Supporting Student Mental Health Without Over-Identifying: A Tiered Approach That Works

The Sown To Grow Team
February 26, 2026
Supporting Student Mental Health Without Over-Identifying: A Tiered Approach That Works

Something worth paying attention to is happening across U.S. schools: even as overall enrollment declines, the number of students identified for special education services keeps climbing. 

About 8.2 million students qualified for IDEA services in 2024—a 12.6% increase from pre-pandemic levels. Education experts point to several contributing factors, including heightened attention to children's mental well-being.

That attention is definitely not a bad thing. But it raises an important question for school and district leaders: are we building systems that identify and meet student needs early, or ones that funnel students into increasingly intensive placements as a first response?

The distinction matters enormously—for students, for families, and for sustainable school design.

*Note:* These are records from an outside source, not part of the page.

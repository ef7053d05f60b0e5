//! Parley host entry point.
//!
//! Wires a `SessionController` to the default microphone and speakers and
//! talks to the in-process loopback transport, so whatever you say is played
//! back through the gapless scheduler. Analyser levels are logged at
//! `debug` on a display-rate tick; run with `RUST_LOG=parley=debug` to see
//! them.

mod settings;

use std::path::PathBuf;
use std::sync::Arc;
use std::time::Duration;

use anyhow::Context;
use clap::Parser;
use parley_core::{
    audio::{CpalInput, CpalOutput},
    list_input_devices, list_output_devices, DeviceInfo, LoopbackTransport, SessionController,
};
use settings::{default_settings_path, load_settings, save_settings};
use tokio::sync::broadcast::error::RecvError;
use tracing::{debug, info, warn};
use tracing_subscriber::EnvFilter;

#[derive(Parser, Debug)]
#[command(author, version, about = "Real-time voice loop on your own audio devices", long_about = None)]
struct Cli {
    /// Print input and output devices, then exit.
    #[arg(long)]
    list_devices: bool,
    /// Settings file to use instead of the platform default.
    #[arg(long)]
    settings: Option<PathBuf>,
    /// Microphone name, overriding the settings file.
    #[arg(long)]
    input_device: Option<String>,
    /// Speaker name, overriding the settings file.
    #[arg(long)]
    output_device: Option<String>,
    /// Write the effective settings back to the settings file.
    #[arg(long)]
    save: bool,
}

fn print_devices(title: &str, devices: &[DeviceInfo]) {
    println!("{title}:");
    if devices.is_empty() {
        println!("  (none)");
    }
    for device in devices {
        let marker = if device.is_default { "*" } else { " " };
        println!("  {marker} {}", device.name);
    }
}

#[tokio::main]
async fn main() -> anyhow::Result<()> {
    // ── Tracing ───────────────────────────────────────────────────────────
    tracing_subscriber::fmt()
        .with_env_filter(
            EnvFilter::try_from_default_env()
                .unwrap_or_else(|_| EnvFilter::new("parley=info,parley_core=info")),
        )
        .init();

    let cli = Cli::parse();
    if cli.list_devices {
        print_devices("Input devices", &list_input_devices());
        print_devices("Output devices", &list_output_devices());
        return Ok(());
    }

    // ── Settings ──────────────────────────────────────────────────────────
    let settings_path = cli.settings.unwrap_or_else(default_settings_path);
    let mut settings = load_settings(&settings_path);
    if cli.input_device.is_some() {
        settings.preferred_input_device = cli.input_device;
    }
    if cli.output_device.is_some() {
        settings.preferred_output_device = cli.output_device;
    }
    settings.normalize();
    if cli.save {
        save_settings(&settings_path, &settings)
            .with_context(|| format!("writing {}", settings_path.display()))?;
        info!(path = %settings_path.display(), "settings saved");
    }
    info!(
        model = settings.model.as_str(),
        voice = settings.voice.as_str(),
        block_size = settings.block_size,
        "Parley starting"
    );

    // ── Session ───────────────────────────────────────────────────────────
    let session = Arc::new(SessionController::new(
        settings.session_config(),
        Arc::new(CpalInput),
        Arc::new(CpalOutput),
        Arc::new(LoopbackTransport::default()),
    ));

    let mut status_rx = session.subscribe_status();
    let status_task = tokio::spawn(async move {
        loop {
            match status_rx.recv().await {
                Ok(event) => info!(
                    state = ?event.state,
                    "{}",
                    event.detail.unwrap_or_default()
                ),
                Err(RecvError::Lagged(n)) => warn!(skipped = n, "status log lagged"),
                Err(RecvError::Closed) => break,
            }
        }
    });

    let event_loop = {
        let session = Arc::clone(&session);
        tokio::spawn(async move { session.run().await })
    };

    session.open().context("opening session")?;
    if let Err(e) = session.start_capture() {
        session.close();
        return Err(e).context("starting microphone");
    }

    // ── Analyser tick ─────────────────────────────────────────────────────
    let visualizer = {
        let mut input = session.input_analyser();
        let mut output = session.output_analyser();
        let period = Duration::from_secs_f64(1.0 / f64::from(settings.visualizer_fps));
        tokio::spawn(async move {
            let mut tick = tokio::time::interval(period);
            tick.set_missed_tick_behavior(tokio::time::MissedTickBehavior::Skip);
            loop {
                tick.tick().await;
                input.update();
                output.update();
                let (i, o) = (input.levels(), output.levels());
                debug!(
                    input = i.total(),
                    output = o.total(),
                    in_low = i.low,
                    out_low = o.low,
                    "levels"
                );
            }
        })
    };

    info!("listening, press Ctrl-C to stop");
    tokio::signal::ctrl_c()
        .await
        .context("waiting for Ctrl-C")?;

    info!("shutting down");
    visualizer.abort();
    session.stop_capture();
    session.close();
    if let Err(e) = event_loop.await {
        warn!("session event loop ended abnormally: {e}");
    }
    status_task.abort();

    let d = session.diagnostics_snapshot();
    let playback = session.scheduler().stats();
    info!(
        blocks = d.blocks_captured,
        sent = d.frames_sent,
        dropped = d.frames_dropped,
        chunks = d.chunks_scheduled,
        interruptions = d.interruptions,
        contended_renders = playback.contended_renders,
        "session summary"
    );
    Ok(())
}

The Inverted Pyramid Problem

In a healthy MTSS model, 80–100% of students have their needs met through strong Tier 1 universal supports, with smaller groups requiring Tier 2 or Tier 3 intervention. But many schools are operating with an inverted version of this picture.

When support professionals spend most of their time responding to crises—behavioral emergencies, mental health escalations, chronic absenteeism—they have little bandwidth left to build the proactive Tier 1 systems that would reduce those escalations in the first place. 

As Dr. Shai Fuxman of the Massachusetts Social, Emotional, and Behavior Academy has noted, "MTSS is about a single, cohesive and comprehensive system with a lot of different pieces that have to work together." 

When schools skip the foundation to fight fires, the system cannot offer students support with the highest level of speed or quality.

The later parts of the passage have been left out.